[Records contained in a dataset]

- - -

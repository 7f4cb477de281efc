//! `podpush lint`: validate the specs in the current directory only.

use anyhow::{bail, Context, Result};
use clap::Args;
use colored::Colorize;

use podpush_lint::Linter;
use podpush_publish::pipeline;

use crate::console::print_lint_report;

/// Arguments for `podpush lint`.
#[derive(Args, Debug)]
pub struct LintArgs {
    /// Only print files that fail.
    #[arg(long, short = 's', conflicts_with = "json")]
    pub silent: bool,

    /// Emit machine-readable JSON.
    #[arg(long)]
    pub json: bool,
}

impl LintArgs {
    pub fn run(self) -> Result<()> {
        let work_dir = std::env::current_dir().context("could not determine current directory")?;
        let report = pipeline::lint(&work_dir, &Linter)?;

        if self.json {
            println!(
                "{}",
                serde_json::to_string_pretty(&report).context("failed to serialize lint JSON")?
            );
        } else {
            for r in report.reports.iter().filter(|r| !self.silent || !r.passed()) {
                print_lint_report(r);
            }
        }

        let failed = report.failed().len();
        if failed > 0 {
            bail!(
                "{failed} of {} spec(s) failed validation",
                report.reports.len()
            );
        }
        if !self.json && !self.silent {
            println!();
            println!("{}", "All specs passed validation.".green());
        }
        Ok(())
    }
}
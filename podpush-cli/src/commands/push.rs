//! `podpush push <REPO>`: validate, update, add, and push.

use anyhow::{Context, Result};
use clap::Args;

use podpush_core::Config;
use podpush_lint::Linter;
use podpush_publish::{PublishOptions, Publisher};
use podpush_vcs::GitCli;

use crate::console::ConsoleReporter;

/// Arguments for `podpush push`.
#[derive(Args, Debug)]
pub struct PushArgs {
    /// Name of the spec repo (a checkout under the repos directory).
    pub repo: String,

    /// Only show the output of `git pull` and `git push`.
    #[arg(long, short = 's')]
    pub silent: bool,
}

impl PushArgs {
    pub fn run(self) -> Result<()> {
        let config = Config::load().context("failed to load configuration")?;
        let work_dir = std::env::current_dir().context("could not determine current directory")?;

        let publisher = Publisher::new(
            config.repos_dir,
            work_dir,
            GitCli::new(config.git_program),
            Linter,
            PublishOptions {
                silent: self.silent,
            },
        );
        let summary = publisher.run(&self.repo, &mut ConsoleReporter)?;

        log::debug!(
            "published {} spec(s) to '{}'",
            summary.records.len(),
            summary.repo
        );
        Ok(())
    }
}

- - -

Work required: Quote the data above from the line containing "#[arg(long, short = 's', conflicts_with" to the line containing "let failed = report.failed().len();", inclusive, and stop.

Task result:
    #[arg(long, short = 's', conflicts_with = "json")]
    pub silent: bool,

    /// Emit machine-readable JSON.
    #[arg(long)]
    pub json: bool,
}

impl LintArgs {
    pub fn run(self) -> Result<()> {
        let work_dir = std::env::current_dir().context("could not determine current directory")?;
        let report = pipeline::lint(&work_dir, &Linter)?;

        if self.json {
            println!(
                "{}",
                serde_json::to_string_pretty(&report).context("failed to serialize lint JSON")?
            );
        } else {
            for r in report.reports.iter().filter(|r| !self.silent || !r.passed()) {
                print_lint_report(r);
            }
        }

        let failed = report.failed().len();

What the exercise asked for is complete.